I have a workstation with two K80 cards. when start running my CUDA application, within 10 minutes, the cards reach a temperature of 90 dec C and the applications become very slow. Once the temperature crosses 93 Dec C, they terminate abnormally with ‘unknown error’. Anybody has a solution to the heating problem of K80?
K80 is only designed to work correctly when installed in a OEM server that has been certified for use with K80. It is not a workstation product. It requires server-provided forced air cooling, which generally won’t happen in a workstation.

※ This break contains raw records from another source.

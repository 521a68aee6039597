//! ranni: a grammar-driven incremental parsing library.
//!
//! A grammar is declared as data ([`grammar`]), compiled once into LR
//! parse tables and a lexer DFA ([`compile`]), and then used for any
//! number of parses ([`parse`]) and incremental reparses ([`reparse`])
//! sharing the same compiled tables.
//!
//! Parsing is lossless and total: every parse returns a concrete syntax
//! tree covering the whole input, with malformed regions represented as
//! error nodes rather than failures. After an edit, [`reparse`] rebuilds
//! only the subtrees the edit could have affected and splices the rest
//! from the previous tree.
//!
//! ```
//! use ranni::grammar::{lit, Grammar};
//!
//! let grammar = Grammar::builder("greeting")
//!     .rule("source_file", lit("hello"))
//!     .build();
//! let compiled = ranni::compile(&grammar).unwrap();
//!
//! let tree = ranni::parse(&compiled, "hello");
//! assert_eq!(tree.root().name(), "source_file");
//! assert!(!tree.has_error());
//! ```

pub mod base;
pub mod grammar;
pub mod lexer;
pub mod compile;
pub mod tree;
pub mod parser;
pub mod reparse;

pub use base::{apply_edits, Edit, LineCol, LineIndex, TextRange, TextSize};
pub use compile::{compile, CompileError, CompiledGrammar, ConflictKind, GrammarConflictError};
pub use grammar::{Grammar, GrammarBuilder, Symbol};
pub use lexer::{ExternalScanner, ScanCursor};
pub use parser::{parse, parse_with, ParseOptions};
pub use reparse::{reparse, reparse_with};
pub use tree::{
    structurally_equal, NodeKind, ParseRecoveryError, SyntaxNode, SyntaxTree,
};
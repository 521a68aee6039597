//! Lexing behavior observed through parse trees: token selection,
//! keyword/identifier overlap, and external scanners.

mod helpers;

use ranni::grammar::{lit, pattern, seq, sym, Grammar, Symbol};
use ranni::{parse, parse_with, ExternalScanner, ParseOptions, ScanCursor};

#[test]
fn test_keyword_beats_identifier_at_equal_length() {
    let grammar = helpers::decls();
    let tree = parse(&grammar, "let mut ab = 7;");
    assert!(!tree.has_error(), "{:?}", tree.errors());
    assert_eq!(tree.to_sexp(), "(file (decl (ident) (number)))");
}

#[test]
fn test_longer_identifier_beats_keyword_prefix() {
    let grammar = helpers::decls();
    // "mutx" must lex as one identifier, not "mut" + junk
    let tree = parse(&grammar, "let mutx = 7;");
    assert!(!tree.has_error(), "{:?}", tree.errors());

    let decl = tree.root().child(0).unwrap();
    let ident = decl.child(0).unwrap();
    assert_eq!(ident.name(), "ident");
    assert_eq!(ident.text(), "mutx");
}

#[test]
fn test_maximal_munch_on_numbers() {
    let grammar = helpers::calc();
    let tree = parse(&grammar, "12+345");
    assert!(!tree.has_error());

    let root = tree.root();
    assert_eq!(root.child(0).unwrap().text(), "12");
    assert_eq!(root.child(1).unwrap().text(), "345");
}

#[test]
fn test_token_text_is_not_split_across_extras() {
    let grammar = helpers::list();
    let tree = parse(&grammar, "abc ;");
    assert!(!tree.has_error());
    let word = tree.root().child(0).unwrap().child(0).unwrap();
    assert_eq!(word.text(), "abc");
}

// =============================================================================
// External scanners
// =============================================================================

fn raw_grammar() -> ranni::CompiledGrammar {
    let g = Grammar::builder("raw")
        .rule("file", seq(vec![lit("["), sym("raw"), lit("]")]))
        .external("raw")
        .build();
    ranni::compile(&g).unwrap()
}

/// Consumes everything up to the closing bracket.
struct RawScanner;

impl ExternalScanner for RawScanner {
    fn scan(&mut self, cursor: &mut ScanCursor<'_>, valid: &[Symbol]) -> Option<Symbol> {
        let symbol = *valid.first()?;
        while let Some(ch) = cursor.peek() {
            if ch == ']' {
                break;
            }
            cursor.advance();
        }
        (cursor.consumed() > 0).then_some(symbol)
    }
}

#[test]
fn test_external_scanner_supplies_tokens() {
    let grammar = raw_grammar();
    let mut scanner = RawScanner;
    let tree = parse_with(
        &grammar,
        "[anything *!* goes]",
        ParseOptions {
            scanner: Some(&mut scanner),
            ..ParseOptions::default()
        },
    );

    assert!(!tree.has_error(), "{:?}", tree.errors());
    assert_eq!(tree.to_sexp(), "(file (raw))");
    let raw = tree.root().child(0).unwrap();
    assert_eq!(raw.text(), "anything *!* goes");
}

#[test]
fn test_external_token_without_scanner_degrades_to_error() {
    let grammar = raw_grammar();
    let tree = parse(&grammar, "[stuff]");
    assert!(tree.has_error());
}

#[test]
fn test_scanner_is_only_consulted_where_valid() {
    // the scanner would consume greedily, but outside the brackets the
    // parse states never list the external token as valid
    let grammar = raw_grammar();
    let mut scanner = RawScanner;
    let tree = parse_with(
        &grammar,
        "[a]",
        ParseOptions {
            scanner: Some(&mut scanner),
            ..ParseOptions::default()
        },
    );
    assert!(!tree.has_error(), "{:?}", tree.errors());
    assert_eq!(tree.root().child(0).unwrap().text(), "a");
}
//! Text edits
//!
//! An [`Edit`] describes a single replacement of a byte range with new text.
//! Edits are transient values: the incremental reparse manager consumes them
//! to adjust node ranges and decide which subtrees are still trustworthy.

use smol_str::SmolStr;
use text_size::{TextRange, TextSize};

/// A single text replacement: bytes `start..old_end` are replaced by `text`.
#[derive(Debug, Clone, PartialEq, Eq)]
pub struct Edit {
    /// Byte offset where the replacement begins.
    pub start: TextSize,
    /// Byte offset just past the replaced span in the old text.
    pub old_end: TextSize,
    /// Replacement text.
    pub text: SmolStr,
}

impl Edit {
    /// Replace `range` in the old text with `text`.
    pub fn replace(range: TextRange, text: impl Into<SmolStr>) -> Self {
        Self {
            start: range.start(),
            old_end: range.end(),
            text: text.into(),
        }
    }

    /// Insert `text` at `offset` without removing anything.
    pub fn insert(offset: TextSize, text: impl Into<SmolStr>) -> Self {
        Self {
            start: offset,
            old_end: offset,
            text: text.into(),
        }
    }

    /// Delete the bytes in `range`.
    pub fn delete(range: TextRange) -> Self {
        Self::replace(range, "")
    }

    /// The replaced span in the old text.
    pub fn old_range(&self) -> TextRange {
        TextRange::new(self.start, self.old_end)
    }

    /// Byte offset just past the replacement in the new text.
    pub fn new_end(&self) -> TextSize {
        self.start + TextSize::of(self.text.as_str())
    }

    /// Signed length change introduced by this edit.
    pub fn delta(&self) -> i64 {
        self.text.len() as i64 - i64::from(u32::from(self.old_end - self.start))
    }

    /// Map a position in the old text to the new text.
    ///
    /// Positions inside the replaced span clamp to the end of the
    /// replacement; they belong to nodes the reparse manager will rebuild
    /// anyway, so only monotonicity matters.
    pub fn map(&self, pos: TextSize) -> TextSize {
        if pos <= self.start {
            pos
        } else if pos >= self.old_end {
            TextSize::new((u32::from(pos) as i64 + self.delta()) as u32)
        } else {
            self.new_end()
        }
    }

    /// Apply this edit to a source string, producing the new text.
    pub fn apply(&self, old: &str) -> String {
        let start = usize::from(self.start);
        let old_end = usize::from(self.old_end);
        let mut out = String::with_capacity(old.len() + self.text.len());
        out.push_str(&old[..start]);
        out.push_str(&self.text);
        out.push_str(&old[old_end..]);
        out
    }
}

/// Apply a sequence of edits in order, threading the text through each one.
///
/// Each edit's coordinates are interpreted in the text produced by the
/// previous edit, matching how the reparse manager consumes them.
pub fn apply_edits(edits: &[Edit], old: &str) -> String {
    let mut text = old.to_string();
    for edit in edits {
        text = edit.apply(&text);
    }
    text
}
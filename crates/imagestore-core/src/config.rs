//! Configuration module
//!
//! Configuration is read from the environment (after loading an optional `.env` file)
//! and validated once at startup.

use std::env;

use crate::constants::{DEFAULT_THUMBNAIL_QUALITY, DEFAULT_THUMBNAIL_SIZE};

const DEFAULT_PORT: u16 = 8087;
const DB_MAX_CONNECTIONS: u32 = 5;
const MAX_UPLOAD_SIZE_MB: usize = 10;

/// Settings shared by every process that embeds the store.
#[derive(Clone, Debug)]
pub struct BaseConfig {
    pub server_port: u16,
    /// Public base URL used to build image links handed back to clients.
    pub base_url: String,
    pub environment: String,
    /// `text` or `json`.
    pub log_format: String,
}

/// Image store configuration
#[derive(Clone, Debug)]
pub struct ImageStoreConfig {
    pub base: BaseConfig,
    pub database_url: String,
    pub db_max_connections: u32,
    pub storage_root: String,
    pub max_upload_bytes: usize,
    pub thumbnail_size: u32,
    pub thumbnail_quality: u8,
}

/// Application configuration.
#[derive(Clone, Debug)]
pub struct Config(pub Box<ImageStoreConfig>);

impl Config {
    fn inner(&self) -> &ImageStoreConfig {
        &self.0
    }

    /// Check if the application is running in production mode
    pub fn is_production(&self) -> bool {
        let environment = self.inner().base.environment.to_lowercase();
        environment == "production" || environment == "prod"
    }

    pub fn from_env() -> Result<Self, anyhow::Error> {
        let config = ImageStoreConfig::from_env()?;
        Ok(Config(Box::new(config)))
    }

    pub fn validate(&self) -> Result<(), anyhow::Error> {
        self.inner().validate()
    }

    pub fn server_port(&self) -> u16 {
        self.inner().base.server_port
    }

    pub fn base_url(&self) -> &str {
        &self.inner().base.base_url
    }

    pub fn environment(&self) -> &str {
        &self.inner().base.environment
    }

    pub fn log_format(&self) -> &str {
        &self.inner().base.log_format
    }

    pub fn database_url(&self) -> &str {
        &self.inner().database_url
    }

    pub fn db_max_connections(&self) -> u32 {
        self.inner().db_max_connections
    }

    pub fn storage_root(&self) -> &str {
        &self.inner().storage_root
    }

    pub fn max_upload_bytes(&self) -> usize {
        self.inner().max_upload_bytes
    }

    pub fn thumbnail_size(&self) -> u32 {
        self.inner().thumbnail_size
    }

    pub fn thumbnail_quality(&self) -> u8 {
        self.inner().thumbnail_quality
    }
}

impl ImageStoreConfig {
    pub fn from_env() -> Result<Self, anyhow::Error> {
        dotenvy::dotenv().ok();

        let server_port: u16 = env::var("PORT")
            .unwrap_or_else(|_| DEFAULT_PORT.to_string())
            .parse()
            .map_err(|_| anyhow::anyhow!("PORT must be a valid number"))?;

        let base = BaseConfig {
            server_port,
            base_url: env::var("BASE_URL")
                .unwrap_or_else(|_| format!("http://localhost:{}", server_port)),
            environment: env::var("ENVIRONMENT")
                .or_else(|_| env::var("APP_ENV"))
                .unwrap_or_else(|_| "development".to_string()),
            log_format: env::var("LOG_FORMAT")
                .unwrap_or_else(|_| "text".to_string())
                .to_lowercase(),
        };

        let max_upload_mb = env::var("MAX_UPLOAD_SIZE_MB")
            .unwrap_or_else(|_| MAX_UPLOAD_SIZE_MB.to_string())
            .parse::<usize>()
            .unwrap_or(MAX_UPLOAD_SIZE_MB);

        let config = ImageStoreConfig {
            base,
            database_url: env::var("DATABASE_URL")
                .unwrap_or_else(|_| "sqlite://imagestore.db?mode=rwc".to_string()),
            db_max_connections: env::var("DB_MAX_CONNECTIONS")
                .unwrap_or_else(|_| DB_MAX_CONNECTIONS.to_string())
                .parse()
                .unwrap_or(DB_MAX_CONNECTIONS),
            storage_root: env::var("STORAGE_ROOT").unwrap_or_else(|_| "./images".to_string()),
            max_upload_bytes: max_upload_mb * 1024 * 1024,
            thumbnail_size: env::var("THUMBNAIL_SIZE")
                .unwrap_or_else(|_| DEFAULT_THUMBNAIL_SIZE.to_string())
                .parse()
                .unwrap_or(DEFAULT_THUMBNAIL_SIZE),
            thumbnail_quality: env::var("THUMBNAIL_QUALITY")
                .unwrap_or_else(|_| DEFAULT_THUMBNAIL_QUALITY.to_string())
                .parse()
                .unwrap_or(DEFAULT_THUMBNAIL_QUALITY),
        };

        config.validate()?;
        Ok(config)
    }

    pub fn validate(&self) -> Result<(), anyhow::Error> {
        if self.storage_root.trim().is_empty() {
            return Err(anyhow::anyhow!("STORAGE_ROOT must not be empty"));
        }
        if self.database_url.trim().is_empty() {
            return Err(anyhow::anyhow!("DATABASE_URL must not be empty"));
        }
        if self.thumbnail_size == 0 {
            return Err(anyhow::anyhow!("THUMBNAIL_SIZE must be greater than zero"));
        }
        if !(1..=100).contains(&self.thumbnail_quality) {
            return Err(anyhow::anyhow!("THUMBNAIL_QUALITY must be between 1 and 100"));
        }
        if self.max_upload_bytes == 0 {
            return Err(anyhow::anyhow!("MAX_UPLOAD_SIZE_MB must be greater than zero"));
        }
        if !matches!(self.base.log_format.as_str(), "text" | "json") {
            return Err(anyhow::anyhow!("LOG_FORMAT must be 'text' or 'json'"));
        }
        Ok(())
    }
}

#[cfg(test)]
mod tests {
    use super::*;

    fn sample() -> ImageStoreConfig {
        ImageStoreConfig {
            base: BaseConfig {
                server_port: 8087,
                base_url: "http://localhost:8087".to_string(),
                environment: "development".to_string(),
                log_format: "text".to_string(),
            },
            database_url: "sqlite::memory:".to_string(),
            db_max_connections: 1,
            storage_root: "./images".to_string(),
            max_upload_bytes: 1024,
            thumbnail_size: DEFAULT_THUMBNAIL_SIZE,
            thumbnail_quality: DEFAULT_THUMBNAIL_QUALITY,
        }
    }

    #[test]
    fn test_sample_is_valid() {
        assert!(sample().validate().is_ok());
    }

    #[test]
    fn test_rejects_zero_thumbnail_size() {
        let mut config = sample();
        config.thumbnail_size = 0;
        assert!(config.validate().is_err());
    }

    #[test]
    fn test_rejects_out_of_range_quality() {
        let mut config = sample();
        config.thumbnail_quality = 0;
        assert!(config.validate().is_err());
        config.thumbnail_quality = 101;
        assert!(config.validate().is_err());
    }

    #[test]
    fn test_rejects_empty_storage_root() {
        let mut config = sample();
        config.storage_root = "  ".to_string();
        assert!(config.validate().is_err());
    }

    #[test]
    fn test_production_detection() {
        let mut config = sample();
        config.base.environment = "Prod".to_string();
        assert!(Config(Box::new(config)).is_production());
        assert!(!Config(Box::new(sample())).is_production());
    }
}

The main point txbob makes is that the K80 is a passively cooled GPU, meaning it relies on fans inside the enclosure to provide adequate airflow across the K80 heatsink (see K80 specifications for airflow requirements). I have come across at least one workstation design that appears to accommodate passively-cooled GPUs:
I have no affiliation with SuperMicro, haven’t used such a system, and cannot tell you whether the system on the linked webpage can in fact be used with K80s. Generally speaking, it is highly advisable to buy K80-based systems only from system integrators that are on NVIDIA’s partner list.
We have had numerous questions in these forums from people who tried to roll their own K80-based system and ran into trouble of one sort or another. In general, such issues are not resolvable remotely, and I believe (don’t know for sure) that NVIDIA’s position is that only K80-systems acquired from approved system integrators are supported.
List of partners: http://www.nvidia.com/object/where-to-buy-tesla.html
There is a YouTube video by someone who added a dedicated external exhaust fan for his K80 in a rather high powered desktop system. Requires some amount of sheet metal work.